Material to process →
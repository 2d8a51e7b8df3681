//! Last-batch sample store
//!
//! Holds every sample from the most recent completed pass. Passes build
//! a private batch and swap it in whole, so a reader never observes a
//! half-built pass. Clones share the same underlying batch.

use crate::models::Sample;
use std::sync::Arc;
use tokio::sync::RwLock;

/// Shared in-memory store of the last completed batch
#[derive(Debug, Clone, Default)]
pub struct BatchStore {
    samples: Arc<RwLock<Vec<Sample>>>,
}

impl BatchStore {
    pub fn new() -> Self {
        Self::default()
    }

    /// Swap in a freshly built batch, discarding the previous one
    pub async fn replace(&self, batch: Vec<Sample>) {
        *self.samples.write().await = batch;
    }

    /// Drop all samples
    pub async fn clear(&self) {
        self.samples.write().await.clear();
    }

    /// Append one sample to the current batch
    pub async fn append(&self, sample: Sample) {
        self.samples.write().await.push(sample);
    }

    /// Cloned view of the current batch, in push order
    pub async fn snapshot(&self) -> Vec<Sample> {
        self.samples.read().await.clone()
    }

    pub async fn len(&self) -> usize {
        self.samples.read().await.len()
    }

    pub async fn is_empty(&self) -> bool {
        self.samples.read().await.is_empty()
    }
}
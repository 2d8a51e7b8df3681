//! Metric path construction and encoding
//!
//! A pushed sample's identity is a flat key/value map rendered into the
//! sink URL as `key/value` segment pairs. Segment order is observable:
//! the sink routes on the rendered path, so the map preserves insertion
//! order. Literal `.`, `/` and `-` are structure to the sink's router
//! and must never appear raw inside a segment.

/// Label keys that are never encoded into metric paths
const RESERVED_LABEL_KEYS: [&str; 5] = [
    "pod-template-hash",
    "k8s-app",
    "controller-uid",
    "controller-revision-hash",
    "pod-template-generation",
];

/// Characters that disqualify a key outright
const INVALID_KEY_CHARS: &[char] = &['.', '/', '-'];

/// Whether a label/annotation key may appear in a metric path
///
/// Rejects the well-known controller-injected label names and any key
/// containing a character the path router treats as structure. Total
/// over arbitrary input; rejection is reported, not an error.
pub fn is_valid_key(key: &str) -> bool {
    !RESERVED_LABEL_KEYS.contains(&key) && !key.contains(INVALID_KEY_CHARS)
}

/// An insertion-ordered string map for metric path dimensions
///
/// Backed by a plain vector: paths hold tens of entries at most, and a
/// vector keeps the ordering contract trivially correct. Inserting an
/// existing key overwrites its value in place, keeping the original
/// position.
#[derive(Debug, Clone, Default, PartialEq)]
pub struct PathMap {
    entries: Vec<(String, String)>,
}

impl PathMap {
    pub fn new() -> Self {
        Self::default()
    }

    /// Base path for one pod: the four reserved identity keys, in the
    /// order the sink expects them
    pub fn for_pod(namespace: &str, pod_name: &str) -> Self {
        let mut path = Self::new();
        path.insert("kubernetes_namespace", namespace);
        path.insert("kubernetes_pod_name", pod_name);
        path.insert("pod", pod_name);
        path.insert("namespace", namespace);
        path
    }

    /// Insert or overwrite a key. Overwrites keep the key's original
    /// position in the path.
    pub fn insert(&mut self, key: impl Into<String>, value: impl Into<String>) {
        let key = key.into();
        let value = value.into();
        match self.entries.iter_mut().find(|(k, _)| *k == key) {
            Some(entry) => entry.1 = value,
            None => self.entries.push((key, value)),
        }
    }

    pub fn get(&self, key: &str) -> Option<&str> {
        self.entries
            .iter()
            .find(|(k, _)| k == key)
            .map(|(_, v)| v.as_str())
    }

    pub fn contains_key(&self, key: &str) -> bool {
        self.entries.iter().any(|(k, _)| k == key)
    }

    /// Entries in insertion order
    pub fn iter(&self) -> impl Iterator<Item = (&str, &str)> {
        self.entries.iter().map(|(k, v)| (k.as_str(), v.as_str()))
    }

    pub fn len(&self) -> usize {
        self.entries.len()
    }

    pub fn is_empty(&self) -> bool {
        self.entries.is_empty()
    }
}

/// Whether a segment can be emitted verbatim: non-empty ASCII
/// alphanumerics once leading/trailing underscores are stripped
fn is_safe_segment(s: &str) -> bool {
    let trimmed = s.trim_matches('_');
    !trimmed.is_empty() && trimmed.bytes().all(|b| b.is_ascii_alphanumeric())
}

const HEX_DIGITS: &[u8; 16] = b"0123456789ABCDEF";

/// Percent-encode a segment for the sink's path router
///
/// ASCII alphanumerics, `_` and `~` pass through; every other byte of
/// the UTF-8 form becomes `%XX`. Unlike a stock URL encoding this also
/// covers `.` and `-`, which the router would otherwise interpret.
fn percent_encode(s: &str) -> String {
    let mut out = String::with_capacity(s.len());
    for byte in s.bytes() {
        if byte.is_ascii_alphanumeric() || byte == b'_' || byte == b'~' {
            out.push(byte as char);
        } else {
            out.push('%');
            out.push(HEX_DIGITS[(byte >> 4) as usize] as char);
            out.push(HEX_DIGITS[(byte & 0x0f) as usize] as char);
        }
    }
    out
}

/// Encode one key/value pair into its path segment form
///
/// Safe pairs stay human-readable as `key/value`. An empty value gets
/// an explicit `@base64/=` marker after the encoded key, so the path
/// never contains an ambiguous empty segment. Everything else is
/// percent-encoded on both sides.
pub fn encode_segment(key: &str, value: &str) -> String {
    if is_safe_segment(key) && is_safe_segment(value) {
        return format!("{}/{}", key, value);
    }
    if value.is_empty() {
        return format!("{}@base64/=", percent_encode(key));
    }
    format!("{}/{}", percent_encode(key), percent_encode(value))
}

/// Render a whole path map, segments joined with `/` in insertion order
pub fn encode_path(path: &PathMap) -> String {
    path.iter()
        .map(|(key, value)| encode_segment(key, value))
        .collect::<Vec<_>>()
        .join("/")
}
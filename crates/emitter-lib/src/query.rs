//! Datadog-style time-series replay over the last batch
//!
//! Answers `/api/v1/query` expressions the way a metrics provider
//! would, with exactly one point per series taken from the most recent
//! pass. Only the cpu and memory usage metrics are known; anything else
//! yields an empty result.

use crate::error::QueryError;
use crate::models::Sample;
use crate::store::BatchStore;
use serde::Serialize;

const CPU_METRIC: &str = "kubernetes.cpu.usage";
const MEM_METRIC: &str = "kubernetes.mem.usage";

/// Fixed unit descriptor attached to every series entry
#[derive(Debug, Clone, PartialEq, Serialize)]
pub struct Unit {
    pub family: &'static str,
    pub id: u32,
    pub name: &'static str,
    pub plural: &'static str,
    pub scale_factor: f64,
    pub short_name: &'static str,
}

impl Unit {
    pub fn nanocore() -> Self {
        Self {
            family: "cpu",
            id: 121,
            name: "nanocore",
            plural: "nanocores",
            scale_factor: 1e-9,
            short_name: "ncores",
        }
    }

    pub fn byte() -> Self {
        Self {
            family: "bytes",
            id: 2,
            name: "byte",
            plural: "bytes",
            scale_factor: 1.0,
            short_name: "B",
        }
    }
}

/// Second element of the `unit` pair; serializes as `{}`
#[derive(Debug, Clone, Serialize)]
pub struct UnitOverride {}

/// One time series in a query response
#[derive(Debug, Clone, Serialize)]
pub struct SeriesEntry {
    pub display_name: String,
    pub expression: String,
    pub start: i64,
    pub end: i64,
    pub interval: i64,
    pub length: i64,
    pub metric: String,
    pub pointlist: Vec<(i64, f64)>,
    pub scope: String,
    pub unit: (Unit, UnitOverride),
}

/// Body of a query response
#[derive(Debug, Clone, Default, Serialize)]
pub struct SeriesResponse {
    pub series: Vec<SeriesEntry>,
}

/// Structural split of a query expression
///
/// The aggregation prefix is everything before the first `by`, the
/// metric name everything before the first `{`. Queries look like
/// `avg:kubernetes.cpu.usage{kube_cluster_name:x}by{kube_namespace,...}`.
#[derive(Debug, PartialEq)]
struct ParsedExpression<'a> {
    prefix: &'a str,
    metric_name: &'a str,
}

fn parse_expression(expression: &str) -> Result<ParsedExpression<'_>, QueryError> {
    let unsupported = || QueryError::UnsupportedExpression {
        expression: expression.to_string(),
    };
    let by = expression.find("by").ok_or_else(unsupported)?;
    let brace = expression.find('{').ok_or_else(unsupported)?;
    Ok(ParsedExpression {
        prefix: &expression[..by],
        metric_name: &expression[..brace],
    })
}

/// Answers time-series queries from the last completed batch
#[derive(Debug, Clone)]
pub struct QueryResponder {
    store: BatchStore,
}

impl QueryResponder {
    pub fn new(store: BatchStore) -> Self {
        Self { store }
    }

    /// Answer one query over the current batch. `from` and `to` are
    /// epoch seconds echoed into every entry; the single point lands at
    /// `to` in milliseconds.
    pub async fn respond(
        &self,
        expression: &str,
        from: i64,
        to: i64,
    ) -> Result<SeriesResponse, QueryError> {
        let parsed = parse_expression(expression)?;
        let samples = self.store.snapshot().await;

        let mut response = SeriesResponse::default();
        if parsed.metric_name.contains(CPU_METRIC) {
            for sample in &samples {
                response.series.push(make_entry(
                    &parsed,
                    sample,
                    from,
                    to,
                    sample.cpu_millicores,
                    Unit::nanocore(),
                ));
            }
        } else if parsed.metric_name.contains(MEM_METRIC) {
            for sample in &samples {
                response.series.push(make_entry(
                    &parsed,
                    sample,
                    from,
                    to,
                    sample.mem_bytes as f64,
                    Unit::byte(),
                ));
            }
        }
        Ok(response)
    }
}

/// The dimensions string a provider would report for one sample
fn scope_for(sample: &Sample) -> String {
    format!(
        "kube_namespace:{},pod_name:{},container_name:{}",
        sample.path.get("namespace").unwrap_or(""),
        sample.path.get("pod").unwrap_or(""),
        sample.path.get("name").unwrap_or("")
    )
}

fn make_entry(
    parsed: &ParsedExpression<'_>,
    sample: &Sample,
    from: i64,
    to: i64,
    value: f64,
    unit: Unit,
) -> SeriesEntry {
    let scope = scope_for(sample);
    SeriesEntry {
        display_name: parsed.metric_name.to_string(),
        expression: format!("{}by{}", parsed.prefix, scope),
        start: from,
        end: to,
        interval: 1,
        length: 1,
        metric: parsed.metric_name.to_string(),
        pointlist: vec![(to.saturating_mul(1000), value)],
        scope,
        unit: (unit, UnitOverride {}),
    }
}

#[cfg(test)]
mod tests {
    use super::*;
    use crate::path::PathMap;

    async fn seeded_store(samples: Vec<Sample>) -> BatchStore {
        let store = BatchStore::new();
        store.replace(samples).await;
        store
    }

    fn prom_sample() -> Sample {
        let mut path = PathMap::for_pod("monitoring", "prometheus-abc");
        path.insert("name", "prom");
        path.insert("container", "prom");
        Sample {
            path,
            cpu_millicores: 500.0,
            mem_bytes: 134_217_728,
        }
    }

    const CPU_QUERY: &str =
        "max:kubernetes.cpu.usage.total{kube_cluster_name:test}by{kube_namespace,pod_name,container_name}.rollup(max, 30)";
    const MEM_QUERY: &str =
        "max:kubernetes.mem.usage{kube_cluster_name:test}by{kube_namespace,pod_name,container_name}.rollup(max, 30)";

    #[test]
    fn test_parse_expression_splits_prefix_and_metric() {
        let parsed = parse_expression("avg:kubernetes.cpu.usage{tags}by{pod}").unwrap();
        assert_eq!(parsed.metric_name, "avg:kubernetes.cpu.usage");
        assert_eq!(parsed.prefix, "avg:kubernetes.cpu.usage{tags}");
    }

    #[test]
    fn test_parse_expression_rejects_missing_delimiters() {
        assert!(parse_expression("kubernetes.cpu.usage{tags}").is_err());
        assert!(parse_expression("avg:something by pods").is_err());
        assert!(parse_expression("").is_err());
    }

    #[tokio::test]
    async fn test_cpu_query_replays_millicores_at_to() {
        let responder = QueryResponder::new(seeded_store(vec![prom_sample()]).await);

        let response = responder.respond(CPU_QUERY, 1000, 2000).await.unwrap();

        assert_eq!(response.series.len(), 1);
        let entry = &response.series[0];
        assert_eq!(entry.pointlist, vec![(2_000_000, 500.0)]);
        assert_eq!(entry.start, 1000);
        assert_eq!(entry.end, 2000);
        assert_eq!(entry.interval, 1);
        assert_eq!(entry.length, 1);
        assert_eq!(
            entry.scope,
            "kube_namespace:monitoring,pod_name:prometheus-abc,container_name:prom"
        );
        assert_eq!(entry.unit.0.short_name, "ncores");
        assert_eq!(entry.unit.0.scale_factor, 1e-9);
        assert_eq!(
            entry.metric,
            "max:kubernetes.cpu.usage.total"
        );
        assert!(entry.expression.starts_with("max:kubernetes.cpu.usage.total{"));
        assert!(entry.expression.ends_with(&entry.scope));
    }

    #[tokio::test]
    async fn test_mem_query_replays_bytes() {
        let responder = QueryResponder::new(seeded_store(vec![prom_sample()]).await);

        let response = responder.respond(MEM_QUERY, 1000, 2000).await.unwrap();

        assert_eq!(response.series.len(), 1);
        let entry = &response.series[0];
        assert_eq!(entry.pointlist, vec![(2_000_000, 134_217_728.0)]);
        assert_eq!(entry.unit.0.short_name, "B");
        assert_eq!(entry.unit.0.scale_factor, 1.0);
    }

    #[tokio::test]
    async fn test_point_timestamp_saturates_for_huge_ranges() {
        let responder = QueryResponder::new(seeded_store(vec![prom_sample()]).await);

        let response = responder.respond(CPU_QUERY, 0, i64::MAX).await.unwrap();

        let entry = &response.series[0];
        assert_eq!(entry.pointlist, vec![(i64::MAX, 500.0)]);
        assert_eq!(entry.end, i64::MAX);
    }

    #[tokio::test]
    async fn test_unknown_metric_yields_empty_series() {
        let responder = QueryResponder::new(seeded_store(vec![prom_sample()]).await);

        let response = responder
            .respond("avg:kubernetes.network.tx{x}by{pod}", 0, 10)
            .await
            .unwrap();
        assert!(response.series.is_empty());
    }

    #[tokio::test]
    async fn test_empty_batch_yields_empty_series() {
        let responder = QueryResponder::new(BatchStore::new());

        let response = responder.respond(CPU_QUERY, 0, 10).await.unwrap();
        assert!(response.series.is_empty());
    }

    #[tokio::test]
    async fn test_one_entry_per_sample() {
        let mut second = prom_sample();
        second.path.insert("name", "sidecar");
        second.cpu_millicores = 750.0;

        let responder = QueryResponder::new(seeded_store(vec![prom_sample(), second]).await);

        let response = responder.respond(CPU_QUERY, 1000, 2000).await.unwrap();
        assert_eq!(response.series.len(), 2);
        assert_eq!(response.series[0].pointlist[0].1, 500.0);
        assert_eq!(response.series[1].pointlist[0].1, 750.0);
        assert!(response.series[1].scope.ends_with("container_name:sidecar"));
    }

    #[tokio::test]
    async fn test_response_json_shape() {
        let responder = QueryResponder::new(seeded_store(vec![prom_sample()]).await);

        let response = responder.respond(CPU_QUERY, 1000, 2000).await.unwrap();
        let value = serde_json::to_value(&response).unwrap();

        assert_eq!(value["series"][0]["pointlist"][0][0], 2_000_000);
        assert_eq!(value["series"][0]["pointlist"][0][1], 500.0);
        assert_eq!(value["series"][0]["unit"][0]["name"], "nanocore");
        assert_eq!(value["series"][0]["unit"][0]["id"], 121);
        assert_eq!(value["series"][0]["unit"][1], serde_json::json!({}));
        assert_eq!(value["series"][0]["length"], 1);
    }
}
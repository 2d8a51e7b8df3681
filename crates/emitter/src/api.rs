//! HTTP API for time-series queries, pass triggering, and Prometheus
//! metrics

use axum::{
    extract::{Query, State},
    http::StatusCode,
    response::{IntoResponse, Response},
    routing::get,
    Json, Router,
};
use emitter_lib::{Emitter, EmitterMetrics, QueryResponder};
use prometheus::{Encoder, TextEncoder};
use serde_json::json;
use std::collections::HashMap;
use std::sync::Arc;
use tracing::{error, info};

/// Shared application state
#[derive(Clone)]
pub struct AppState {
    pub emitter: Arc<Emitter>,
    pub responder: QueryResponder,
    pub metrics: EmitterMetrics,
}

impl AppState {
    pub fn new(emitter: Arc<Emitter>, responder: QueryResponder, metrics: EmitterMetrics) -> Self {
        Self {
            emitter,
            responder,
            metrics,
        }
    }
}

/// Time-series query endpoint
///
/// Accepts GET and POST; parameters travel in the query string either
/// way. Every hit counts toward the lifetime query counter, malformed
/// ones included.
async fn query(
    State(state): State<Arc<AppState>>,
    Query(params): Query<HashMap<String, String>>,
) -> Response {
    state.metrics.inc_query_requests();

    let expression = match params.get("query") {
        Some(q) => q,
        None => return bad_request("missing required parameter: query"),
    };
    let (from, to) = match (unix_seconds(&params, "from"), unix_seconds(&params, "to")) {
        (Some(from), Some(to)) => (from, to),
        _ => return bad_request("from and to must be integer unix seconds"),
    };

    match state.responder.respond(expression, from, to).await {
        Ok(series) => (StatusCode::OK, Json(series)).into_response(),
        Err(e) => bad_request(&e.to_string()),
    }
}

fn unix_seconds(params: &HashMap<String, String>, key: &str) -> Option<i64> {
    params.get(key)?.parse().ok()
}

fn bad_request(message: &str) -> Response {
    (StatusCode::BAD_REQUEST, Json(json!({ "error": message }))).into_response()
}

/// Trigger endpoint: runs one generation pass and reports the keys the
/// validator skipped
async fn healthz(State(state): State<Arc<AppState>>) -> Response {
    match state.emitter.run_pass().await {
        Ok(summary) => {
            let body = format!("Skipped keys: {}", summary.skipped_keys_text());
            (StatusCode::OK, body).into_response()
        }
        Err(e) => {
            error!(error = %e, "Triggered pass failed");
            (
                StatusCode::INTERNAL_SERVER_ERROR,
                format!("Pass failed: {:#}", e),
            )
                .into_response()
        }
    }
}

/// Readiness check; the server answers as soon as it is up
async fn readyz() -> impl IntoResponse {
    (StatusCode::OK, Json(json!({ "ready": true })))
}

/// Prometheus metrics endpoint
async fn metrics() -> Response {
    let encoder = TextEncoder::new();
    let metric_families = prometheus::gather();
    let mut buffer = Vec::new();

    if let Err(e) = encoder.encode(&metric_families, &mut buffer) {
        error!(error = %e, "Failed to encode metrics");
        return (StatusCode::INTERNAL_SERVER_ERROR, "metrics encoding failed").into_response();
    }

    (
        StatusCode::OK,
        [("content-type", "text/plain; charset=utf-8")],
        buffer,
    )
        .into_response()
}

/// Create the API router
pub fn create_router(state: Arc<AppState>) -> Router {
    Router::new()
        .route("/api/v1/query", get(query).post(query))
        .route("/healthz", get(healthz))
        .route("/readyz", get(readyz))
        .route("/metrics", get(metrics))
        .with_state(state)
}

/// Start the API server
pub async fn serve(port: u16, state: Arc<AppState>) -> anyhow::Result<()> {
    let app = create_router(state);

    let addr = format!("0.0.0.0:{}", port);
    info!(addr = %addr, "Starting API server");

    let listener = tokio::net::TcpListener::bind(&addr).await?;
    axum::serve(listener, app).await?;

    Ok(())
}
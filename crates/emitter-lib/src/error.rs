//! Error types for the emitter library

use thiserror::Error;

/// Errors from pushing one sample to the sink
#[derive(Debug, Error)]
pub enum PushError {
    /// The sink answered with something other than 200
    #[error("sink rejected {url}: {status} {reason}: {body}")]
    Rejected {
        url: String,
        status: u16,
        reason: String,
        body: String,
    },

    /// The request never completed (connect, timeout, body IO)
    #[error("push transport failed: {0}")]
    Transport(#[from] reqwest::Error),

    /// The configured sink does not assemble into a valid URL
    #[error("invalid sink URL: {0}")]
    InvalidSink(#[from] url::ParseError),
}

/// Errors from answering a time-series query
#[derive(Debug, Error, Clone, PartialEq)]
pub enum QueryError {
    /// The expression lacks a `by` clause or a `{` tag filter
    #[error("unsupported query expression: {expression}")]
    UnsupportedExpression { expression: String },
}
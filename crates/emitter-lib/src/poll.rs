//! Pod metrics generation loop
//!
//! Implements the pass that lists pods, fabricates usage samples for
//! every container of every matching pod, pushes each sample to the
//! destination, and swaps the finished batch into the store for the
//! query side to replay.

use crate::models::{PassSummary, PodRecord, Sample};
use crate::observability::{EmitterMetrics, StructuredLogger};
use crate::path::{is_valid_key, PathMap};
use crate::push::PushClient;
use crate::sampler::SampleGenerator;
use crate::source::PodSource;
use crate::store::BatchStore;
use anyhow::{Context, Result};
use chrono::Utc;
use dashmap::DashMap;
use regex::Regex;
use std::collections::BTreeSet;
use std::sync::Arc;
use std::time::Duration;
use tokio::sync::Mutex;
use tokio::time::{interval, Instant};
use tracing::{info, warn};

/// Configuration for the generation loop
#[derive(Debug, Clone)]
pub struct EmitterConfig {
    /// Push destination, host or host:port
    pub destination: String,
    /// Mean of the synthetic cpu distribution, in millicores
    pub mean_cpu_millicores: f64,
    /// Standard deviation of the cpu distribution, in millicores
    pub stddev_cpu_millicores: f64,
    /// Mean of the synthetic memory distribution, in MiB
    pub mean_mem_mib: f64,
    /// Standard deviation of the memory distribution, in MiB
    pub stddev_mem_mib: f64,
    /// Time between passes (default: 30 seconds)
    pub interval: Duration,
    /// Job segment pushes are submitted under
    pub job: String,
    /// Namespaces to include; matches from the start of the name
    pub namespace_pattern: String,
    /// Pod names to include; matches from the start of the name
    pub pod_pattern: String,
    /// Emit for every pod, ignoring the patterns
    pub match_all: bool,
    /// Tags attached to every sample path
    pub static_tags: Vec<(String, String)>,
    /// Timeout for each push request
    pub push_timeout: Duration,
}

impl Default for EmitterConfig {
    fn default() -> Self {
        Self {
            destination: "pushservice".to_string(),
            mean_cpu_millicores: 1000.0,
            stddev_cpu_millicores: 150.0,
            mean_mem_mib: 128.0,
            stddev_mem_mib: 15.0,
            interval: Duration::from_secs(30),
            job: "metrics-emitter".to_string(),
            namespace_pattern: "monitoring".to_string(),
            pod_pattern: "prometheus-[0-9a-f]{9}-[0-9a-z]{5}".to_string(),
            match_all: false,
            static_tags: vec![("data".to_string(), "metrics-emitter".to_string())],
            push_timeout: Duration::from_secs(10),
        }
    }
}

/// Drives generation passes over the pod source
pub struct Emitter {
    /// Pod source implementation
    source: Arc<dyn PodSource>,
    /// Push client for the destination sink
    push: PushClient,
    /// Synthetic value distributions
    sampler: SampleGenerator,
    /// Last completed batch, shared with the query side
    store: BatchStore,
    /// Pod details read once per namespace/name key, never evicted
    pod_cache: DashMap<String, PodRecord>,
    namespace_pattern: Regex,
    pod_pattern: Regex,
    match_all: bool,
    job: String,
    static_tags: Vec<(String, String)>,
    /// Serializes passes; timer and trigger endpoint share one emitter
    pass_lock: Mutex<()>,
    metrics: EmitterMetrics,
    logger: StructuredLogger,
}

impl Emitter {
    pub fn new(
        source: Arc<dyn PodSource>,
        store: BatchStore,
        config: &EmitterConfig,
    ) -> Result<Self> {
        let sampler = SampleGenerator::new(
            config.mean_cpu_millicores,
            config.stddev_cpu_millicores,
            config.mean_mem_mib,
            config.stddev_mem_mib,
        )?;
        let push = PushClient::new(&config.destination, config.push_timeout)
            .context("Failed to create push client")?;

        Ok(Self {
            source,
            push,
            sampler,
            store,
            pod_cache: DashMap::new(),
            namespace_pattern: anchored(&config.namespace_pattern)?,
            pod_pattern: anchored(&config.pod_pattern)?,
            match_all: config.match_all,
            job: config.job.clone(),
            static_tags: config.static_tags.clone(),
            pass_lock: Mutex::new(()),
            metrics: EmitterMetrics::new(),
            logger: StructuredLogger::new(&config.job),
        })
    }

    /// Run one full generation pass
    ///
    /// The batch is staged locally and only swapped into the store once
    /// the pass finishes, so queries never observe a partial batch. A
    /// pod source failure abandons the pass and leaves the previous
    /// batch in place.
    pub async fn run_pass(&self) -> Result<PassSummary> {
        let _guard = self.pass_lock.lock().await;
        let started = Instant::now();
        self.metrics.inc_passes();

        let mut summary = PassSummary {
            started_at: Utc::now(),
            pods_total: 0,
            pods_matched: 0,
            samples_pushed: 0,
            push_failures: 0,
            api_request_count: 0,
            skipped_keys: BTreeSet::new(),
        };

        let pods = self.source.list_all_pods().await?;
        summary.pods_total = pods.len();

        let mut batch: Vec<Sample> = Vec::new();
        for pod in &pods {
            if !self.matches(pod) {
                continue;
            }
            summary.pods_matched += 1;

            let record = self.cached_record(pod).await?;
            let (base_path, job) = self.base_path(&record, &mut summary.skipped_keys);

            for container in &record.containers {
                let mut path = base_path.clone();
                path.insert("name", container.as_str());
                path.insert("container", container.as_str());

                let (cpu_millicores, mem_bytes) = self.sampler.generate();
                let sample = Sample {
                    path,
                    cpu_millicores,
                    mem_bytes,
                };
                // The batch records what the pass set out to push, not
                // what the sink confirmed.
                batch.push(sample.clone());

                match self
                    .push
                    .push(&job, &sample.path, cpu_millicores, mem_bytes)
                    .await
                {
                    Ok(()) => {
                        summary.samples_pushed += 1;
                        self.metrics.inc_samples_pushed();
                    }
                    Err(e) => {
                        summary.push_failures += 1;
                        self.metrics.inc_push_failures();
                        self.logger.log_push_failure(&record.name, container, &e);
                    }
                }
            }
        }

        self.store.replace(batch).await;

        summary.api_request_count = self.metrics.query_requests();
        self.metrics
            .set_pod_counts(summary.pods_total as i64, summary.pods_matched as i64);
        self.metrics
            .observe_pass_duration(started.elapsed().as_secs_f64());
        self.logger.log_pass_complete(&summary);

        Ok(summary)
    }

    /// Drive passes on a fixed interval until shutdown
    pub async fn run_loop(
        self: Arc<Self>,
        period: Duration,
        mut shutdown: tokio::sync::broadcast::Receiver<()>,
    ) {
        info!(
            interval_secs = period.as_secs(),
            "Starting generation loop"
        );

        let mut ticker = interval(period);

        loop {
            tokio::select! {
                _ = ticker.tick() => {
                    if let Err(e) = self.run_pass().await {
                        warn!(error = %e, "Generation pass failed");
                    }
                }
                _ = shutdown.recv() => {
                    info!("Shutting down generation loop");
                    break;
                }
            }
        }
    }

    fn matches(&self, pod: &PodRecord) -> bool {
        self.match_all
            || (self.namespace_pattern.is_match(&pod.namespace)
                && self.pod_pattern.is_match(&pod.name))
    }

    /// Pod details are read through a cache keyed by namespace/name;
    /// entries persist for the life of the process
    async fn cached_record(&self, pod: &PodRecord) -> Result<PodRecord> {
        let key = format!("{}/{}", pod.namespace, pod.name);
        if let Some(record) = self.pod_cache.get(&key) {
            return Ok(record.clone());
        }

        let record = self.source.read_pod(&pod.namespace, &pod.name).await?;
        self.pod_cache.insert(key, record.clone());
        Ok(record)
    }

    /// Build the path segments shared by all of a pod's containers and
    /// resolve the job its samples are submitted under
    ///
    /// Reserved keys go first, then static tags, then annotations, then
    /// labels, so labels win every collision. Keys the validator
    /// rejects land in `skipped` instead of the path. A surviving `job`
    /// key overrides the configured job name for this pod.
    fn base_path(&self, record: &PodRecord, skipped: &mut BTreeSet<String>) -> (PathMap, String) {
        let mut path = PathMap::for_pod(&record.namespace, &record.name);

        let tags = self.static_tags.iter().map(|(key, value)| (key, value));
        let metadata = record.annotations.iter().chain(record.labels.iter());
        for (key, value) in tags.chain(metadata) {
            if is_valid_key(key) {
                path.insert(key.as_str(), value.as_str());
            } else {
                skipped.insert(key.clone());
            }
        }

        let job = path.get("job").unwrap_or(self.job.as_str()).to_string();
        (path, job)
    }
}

Action item →
What belongs in the answer is each line of the listing that contains the word "previous".

Problem solution →
    /// Swap in a freshly built batch, discarding the previous one
    /// pod source failure abandons the pass and leaves the previous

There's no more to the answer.